Exercise directions -
Which lines below contain "completenessScore"? Copy every one of them.

Given records -
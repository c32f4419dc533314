// Request shaping and the model boundary.
// Implements: input validation, prompt assembly, the analyzer seam, JSON API handlers.
// All model calls go through llm_client, never directly to the provider.

pub mod analyzer;
pub mod handlers;
pub mod input;
pub mod models;
pub mod prompts;
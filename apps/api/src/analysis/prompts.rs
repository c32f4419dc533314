// Prompt text for resume analysis. Inputs are interpolated with format!
// rather than placeholder replacement so user text is never re-scanned.

use crate::analysis::models::{ImageAnalysisRequest, TextAnalysisRequest};
use crate::llm_client::prompts::json_system;

const ANALYST_ROLE: &str = "You are a professional resume analyst who helps job seekers \
    tailor their resume to a specific job description.";

/// Output contract shared by both variants. Field descriptions double as instructions.
pub const OUTPUT_SCHEMA: &str = r#"Return a JSON object with this EXACT schema (no extra fields):
{
  "keywordMatchScore": 0,
  "completenessScore": 0,
  "feedback": ""
}

Field descriptions:
- keywordMatchScore: a number from 0 to 100 representing the keyword match between the resume and the job description.
- completenessScore: a number from 0 to 100 indicating how complete and detailed the resume is for this job.
- feedback: actionable feedback and suggestions for improving the resume based on the job description. Be specific and give concrete examples."#;

const TEXT_INSTRUCTIONS: &str = "Analyze the provided resume and job description to determine \
    the keyword match score (0-100), assess how complete the resume is (0-100), and write \
    actionable feedback for improvement.";

const IMAGE_INSTRUCTIONS: &str = "Analyze the resume in the attached image against the job \
    description below to determine a keyword match score (0-100), how complete the resume is \
    (0-100), and generate actionable feedback for improvement.";

const CLOSING: &str = "Focus on tailoring the resume to the job description effectively.";

pub fn analysis_system() -> String {
    json_system(ANALYST_ROLE)
}

pub fn build_text_prompt(request: &TextAnalysisRequest) -> String {
    format!(
        "{TEXT_INSTRUCTIONS}\n\nResume:\n{}\n\nJob Description:\n{}\n\n{OUTPUT_SCHEMA}\n\n{CLOSING}",
        request.resume_text, request.job_description_text
    )
}

/// The image itself travels as a separate content block ahead of this text.
pub fn build_image_prompt(request: &ImageAnalysisRequest) -> String {
    format!(
        "{IMAGE_INSTRUCTIONS}\n\nResume:\n(see attached image)\n\nJob Description:\n{}\n\n{OUTPUT_SCHEMA}\n\n{CLOSING}",
        request.job_description
    )
}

Task result -
  "completenessScore": 0,
- completenessScore: a number from 0 to 100 indicating how complete and detailed the resume is for this job.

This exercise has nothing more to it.